Stock photo of older woman at a window
That's the gist of a new clinical practice guideline on pharmacological treatment of dementia from the AAFP and the American College of Physicians, or ACP. The guideline appears in the March 4 Annals of Internal Medicine. The types of dementia covered in the guideline include dementia related to Alzheimer's disease and vascular dementia.

The guideline was developed under the auspices of the AAFP Commission on Science.

"With the aging population in the United States, dementia has become an important public health problem," the guideline notes. "The prevalence of Alzheimer's disease is projected to quadruple in the next 50 years to 1 in 45 Americans. In addition, the long duration, caregiver burden and costs associated with providing care contribute to making dementia a major health care problem."

The AAFP-ACP guideline panel reviewed the medical literature and found limited evidence regarding the effectiveness of the five approved drugs in regard to these outcomes: cognition, global function, behavior/mood, and quality of life/activities of daily living. The five drugs are the cholinesterase inhibitors donepezil (Aricept), galantamine (Nivalin, Razadyne, Reminyl), rivastigmine (Exelon) and tacrine, and the neuropeptide-modifying agent memantine (Namenda).
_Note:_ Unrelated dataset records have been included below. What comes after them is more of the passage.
//! Command implementations for promptforge.
//!
//! This module provides the dispatcher that routes CLI commands to their
//! implementations.

mod init;
mod questions;
mod render;
pub mod run;

pub use render::{load_answers, parse_answers, render_answers};

use crate::cli::Command;
use crate::error::Result;

/// Dispatch a command to its implementation.
///
/// This is the main entry point for command execution. Each command
/// is routed to its handler function.
pub fn dispatch(command: Command) -> Result<()> {
    match command {
        Command::Run(args) => run::cmd_run(args),
        Command::Questions(args) => questions::cmd_questions(args),
        Command::Render(args) => render::cmd_render(args),
        Command::Init(args) => init::cmd_init(args),
    }
}
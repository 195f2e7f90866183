//! Exit code constants for the promptforge CLI.
//!
//! - 0: Success
//! - 1: User error (bad args, misuse of the flow, bad config)
//! - 2: Validation failure (answers rejected by a question)
//! - 3: I/O failure (export, config or event log writes)

/// Successful execution.
pub const SUCCESS: i32 = 0;

/// User error: bad arguments, invalid configuration, or an operation called in the wrong phase.
pub const USER_ERROR: i32 = 1;

/// Validation failure: an answer was missing or rejected by its question.
pub const VALIDATION_FAILURE: i32 = 2;

/// I/O failure: a file could not be read or written.
pub const IO_FAILURE: i32 = 3;
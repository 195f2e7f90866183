//! Tests for questions, kinds and the question list.

use super::*;
use crate::answer::{AnswerValue, Rejection, Selection};

fn choice(values: &[&str]) -> Vec<String> {
    values.iter().map(|v| v.to_string()).collect()
}

#[test]
fn default_catalog_is_a_valid_list() {
    let list = QuestionList::new(default_questions()).unwrap();
    let ids: Vec<&str> = list.iter().map(|q| q.id.as_str()).collect();
    assert_eq!(
        ids,
        [
            "objective",
            "audience",
            "tone",
            "format",
            "length",
            "context",
            "examples",
            "constraints"
        ]
    );
    assert!(list.by_id("tone").unwrap().kind.is_multiple_choice());
}

#[test]
fn empty_list_is_rejected() {
    let err = QuestionList::new(Vec::new()).unwrap_err();
    assert!(err.to_string().contains("at least one question"));
}

#[test]
fn duplicate_ids_are_rejected() {
    let questions = vec![
        Question::new("goal", "Goal?", QuestionKind::FreeText),
        Question::new("goal", "Goal again?", QuestionKind::SingleLineText),
    ];
    let err = QuestionList::new(questions).unwrap_err();
    assert!(err.to_string().contains("duplicate question id 'goal'"));
}

#[test]
fn choice_without_options_is_rejected() {
    let questions = vec![Question::new(
        "pick",
        "Pick one",
        QuestionKind::SingleChoice { options: vec![] },
    )];
    let err = QuestionList::new(questions).unwrap_err();
    assert!(err.to_string().contains("no options"));
}

#[test]
fn ensure_covers_lists_missing_ids() {
    let list = QuestionList::new(vec![Question::new(
        "objective",
        "Goal?",
        QuestionKind::FreeText,
    )])
    .unwrap();

    assert!(list.ensure_covers(&["objective"]).is_ok());
    let err = list.ensure_covers(&["objective", "tone", "format"]).unwrap_err();
    assert!(err.to_string().contains("tone, format"));
}

#[test]
fn text_is_trimmed_and_empty_text_rejected() {
    let kind = QuestionKind::SingleLineText;
    assert_eq!(
        kind.validate(AnswerValue::from("  hello  ")),
        Ok(AnswerValue::from("hello"))
    );
    assert_eq!(
        kind.validate(AnswerValue::from("   ")),
        Err(Rejection::EmptyText)
    );
    assert_eq!(
        QuestionKind::FreeText.validate(AnswerValue::Selection(Selection::new())),
        Err(Rejection::WrongShape {
            expected: "a text answer"
        })
    );
}

#[test]
fn single_choice_requires_an_exact_option() {
    let kind = QuestionKind::SingleChoice {
        options: choice(&["Iniciantes", "Geral"]),
    };
    assert_eq!(
        kind.validate(AnswerValue::from("Geral")),
        Ok(AnswerValue::from("Geral"))
    );
    assert_eq!(
        kind.validate(AnswerValue::from("geral")),
        Err(Rejection::UnknownOption("geral".to_string()))
    );
}

#[test]
fn exclusive_choice_accepts_one_element_selection() {
    let kind = QuestionKind::ExclusiveChoice {
        options: choice(&["Sim", "Não"]),
    };
    let one: Selection = ["Não"].into_iter().collect();
    assert_eq!(
        kind.validate(AnswerValue::Selection(one)),
        Ok(AnswerValue::from("Não"))
    );

    let two: Selection = ["Sim", "Não"].into_iter().collect();
    assert!(matches!(
        kind.validate(AnswerValue::Selection(two)),
        Err(Rejection::WrongShape { .. })
    ));
}

#[test]
fn multiple_choice_rules() {
    let kind = QuestionKind::MultipleChoice {
        options: choice(&["A", "B", "C"]),
    };

    let picked: Selection = ["C", "A", "C"].into_iter().collect();
    let accepted = kind.validate(AnswerValue::Selection(picked)).unwrap();
    assert_eq!(accepted.as_selection().unwrap().as_slice(), ["C", "A"]);

    assert_eq!(
        kind.validate(AnswerValue::Selection(Selection::new())),
        Err(Rejection::EmptySelection)
    );

    let bad: Selection = ["A", "Z"].into_iter().collect();
    assert_eq!(
        kind.validate(AnswerValue::Selection(bad)),
        Err(Rejection::UnknownOption("Z".to_string()))
    );

    let single = kind.validate(AnswerValue::from("B")).unwrap();
    assert_eq!(single.as_selection().unwrap().as_slice(), ["B"]);
}

#[test]
fn question_kind_yaml_shape() {
    let yaml = r#"
- id: audience
  prompt: Who is it for?
  kind: single_choice
  options: [Beginners, Experts]
- id: notes
  prompt: Anything else?
  kind: free_text
  hint: Optional notes
"#;
    let questions: Vec<Question> = serde_yaml::from_str(yaml).unwrap();

    assert_eq!(questions[0].kind.options(), ["Beginners", "Experts"]);
    assert_eq!(questions[1].kind, QuestionKind::FreeText);
    assert_eq!(questions[1].hint.as_deref(), Some("Optional notes"));
}

#[test]
fn options_on_text_question_are_rejected() {
    let yaml = r#"
- id: context
  prompt: Any context?
  kind: free_text
  options: [Short, Long]
"#;
    let err = serde_yaml::from_str::<Vec<Question>>(yaml).unwrap_err();
    assert!(
        err.to_string()
            .contains("question 'context': options are not allowed on a text question")
    );
}

#[test]
fn choice_question_without_options_fails_list_validation() {
    let yaml = r#"
- id: audience
  prompt: Who is it for?
  kind: single_choice
"#;
    let questions: Vec<Question> = serde_yaml::from_str(yaml).unwrap();
    assert!(questions[0].kind.options().is_empty());

    let err = QuestionList::new(questions).unwrap_err();
    assert!(err.to_string().contains("no options"));
}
The guideline panel found that some clinical trials showed statistically significant improvements in dementia patients treated with one or another of these medications. The problem is that "those improvements often weren't clinically significant," says panelist Kenneth Schellhase, M.D., M.P.H., director of research and assistant professor in the family and community medicine department at the Medical College of Wisconsin, Milwaukee. Schellhase was a member of the AAFP Commission on Science when he was appointed to the panel.

"The magnitude of improvement in those trials often was so small that patients or their caregivers may not be interested in exposing the patient to the potential side effects of the drug for such a modest benefit," Schellhase says. "And for patients and physicians who do choose a trial of therapy, there is little evidence to guide the duration of treatment."

Dementia Guideline Panel Recommendations

Recommendation 1: Clinicians should base the decision to initiate a trial of therapy with a cholinesterase inhibitor or memantine on individualized assessment. (Grade: weak recommendation, moderate-quality evidence.)

Recommendation 2: Clinicians should base the choice of pharmacological agents on tolerability, adverse effect profile, ease of use and cost of medication. The evidence is insufficient to compare the effectiveness of different pharmacological agents for the treatment of dementia. (Grade: weak recommendation, low-quality evidence.)

Recommendation 3: There is an urgent need for further research on the clinical effectiveness of pharmacological management of dementias.
The bottom line is to have a conversation with caregivers and with the patient, if possible, to arrive at an individualized decision. "Don't use these drugs on a blanket basis," Schellhase says. "Benefits are modest, cost is significant, and side effects can be substantial. If you do decide to use a drug, choose the drug that is least expensive for the patient."

Given the lack of clear and substantial benefits, the guideline "can help family doctors feel OK about not pushing patients and family members to try these drugs, and it can help family members feel OK if they decide against using the drugs," Schellhase adds.

The guideline also issues an urgent call for more research. That research should further evaluate the effectiveness of drug therapy and assess whether treatment affects outcomes such as institutionalization. In particular, it should look at the appropriate duration of therapy, provide head-to-head drug comparisons and test combination therapy.